The regulation of abortion provides an example. In Roe v. Wade, the State asserted that as long as at least potential life is involved, it may assert interests beyond the protection of the pregnant woman. In its opinion the Court uses a balancing test that says the woman’s right to privacy outweighs the rights of a potential life, but only in the first trimester. The Court can make this decision because it is looking only at the generic concepts of “woman” and “potential life.”

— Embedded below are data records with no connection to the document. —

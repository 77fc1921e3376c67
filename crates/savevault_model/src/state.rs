//! Deposit and plan records as decoded from the savings contracts

use serde::{Deserialize, Serialize};

/// Scaled stablecoin amount (10^6 units per token)
pub type Amount = u128;

/// Basis points (10_000 = 100%)
pub type Bps = u32;

/// Unix timestamp in seconds
pub type Timestamp = i64;

/// Number of seconds in a day
pub const SECONDS_PER_DAY: i64 = 86_400;

/// Number of seconds in a year (365 days, no leap-year adjustment)
pub const SECONDS_PER_YEAR: u128 = 365 * 86_400;

/// Basis points denominator (100% = 10000 basis points)
pub const BPS_DENOMINATOR: u128 = 10_000;

/// Decimals of the deposit token
pub const AMOUNT_DECIMALS: u32 = 6;

/// Amount scale (1e6)
pub const AMOUNT_SCALE: u128 = 1_000_000;

/// Window after maturity during which the contract holds a matured deposit
/// before auto-renewing it (3 days)
pub const GRACE_PERIOD_SECS: i64 = 3 * SECONDS_PER_DAY;

/// Saving plan as configured on the savings bank contract
#[derive(Clone, Debug, PartialEq, Eq, Serialize, Deserialize)]
pub struct Plan {
    pub plan_id: u64,
    pub name: String,
    pub duration_days: u32,
    pub apr_bps: Bps,
    pub min_deposit: Amount,
    /// 0 means unlimited
    pub max_deposit: Amount,
    pub early_withdraw_penalty_bps: Bps,
    pub enabled: bool,
}

/// Lifecycle status code stored by the contract
#[repr(u8)]
#[derive(Clone, Copy, Debug, PartialEq, Eq, Hash, Serialize, Deserialize)]
pub enum DepositStatus {
    Active = 0,
    Withdrawn = 1,
    EarlyWithdrawn = 2,
    Renewed = 3,
}

impl DepositStatus {
    pub const ALL: [DepositStatus; 4] = [
        DepositStatus::Active,
        DepositStatus::Withdrawn,
        DepositStatus::EarlyWithdrawn,
        DepositStatus::Renewed,
    ];

    pub fn from_code(code: u8) -> Option<Self> {
        match code {
            0 => Some(DepositStatus::Active),
            1 => Some(DepositStatus::Withdrawn),
            2 => Some(DepositStatus::EarlyWithdrawn),
            3 => Some(DepositStatus::Renewed),
            _ => None,
        }
    }

    pub fn code(self) -> u8 {
        self as u8
    }

    pub fn label(self) -> &'static str {
        match self {
            DepositStatus::Active => "Active",
            DepositStatus::Withdrawn => "Withdrawn",
            DepositStatus::EarlyWithdrawn => "Early Withdrawn",
            DepositStatus::Renewed => "Renewed",
        }
    }

    /// Withdrawn, EarlyWithdrawn and Renewed admit no further transition
    pub fn is_terminal(self) -> bool {
        !matches!(self, DepositStatus::Active)
    }
}

/// A single term deposit. Everything except `status` is fixed at open time.
#[derive(Clone, Debug, PartialEq, Eq, Serialize, Deserialize)]
pub struct Deposit {
    pub deposit_id: u64,
    pub plan_id: u64,
    pub principal: Amount,
    pub start_time: Timestamp,
    pub maturity_time: Timestamp,
    /// APR fixed when the deposit was opened
    pub locked_apr_bps: Bps,
    pub auto_renew: bool,
    pub status: DepositStatus,
}

impl Deposit {
    /// Term length in whole days, 0 for a degenerate record
    pub fn term_days(&self) -> u32 {
        crate::interest::term_days_between(self.start_time, self.maturity_time)
    }

    pub fn is_degenerate(&self) -> bool {
        self.maturity_time <= self.start_time
    }
}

I argue that this decision requires a much more individualized approach because it is actually deeming the future of a human being with a set of present circumstances and another human being with a set of future circumstances. Sending a pregnant woman down the chosen path of childbirth ignores the subsequent questions of morality regarding the potential human being that is the ultimate result of the State’s firm stance, yet the Court’s analysis ends in the delivery room. Is it moral to bring an unwanted child into the world? Is it honoring human life to insist on it, even when it exists in poverty? In abuse? In addiction? In starvation? In insisting on the single path that promotes potential life, the State is actually acting in total disregard for the human life that comes as a consequence.
The rhetoric used by the Court attempts to force the audience into viewing the fetus as a child, but stops short of considering the resulting child for more than a few hours after his/her birth. It is likely that the same people appalled at the abortion procedure would likewise be appalled at images of the 800,000 children in foster care and the 899,121 children in Texas alone who qualify for the public school’s severe need breakfast supplement program. The Court’s opinion is terminally flawed because it allows the state to stake claim to a fetus growing within a woman without requiring the state to prove a parallel interest in the child that results. Until the Court brings post-birth responsibilities into their analysis, the resulting policies will fail to give any dignity to the human life they’ve so vehemently advocated for, thus making the proposed state interest wholly irrational.
The State cannot regulate morality because such statutory regulation does not allow for the give and take that is necessary in reality. While the concept of “potential life” seems like one we should protect in general, the actual human life at stake in such decisions may be provided more dignity in termination than in birth.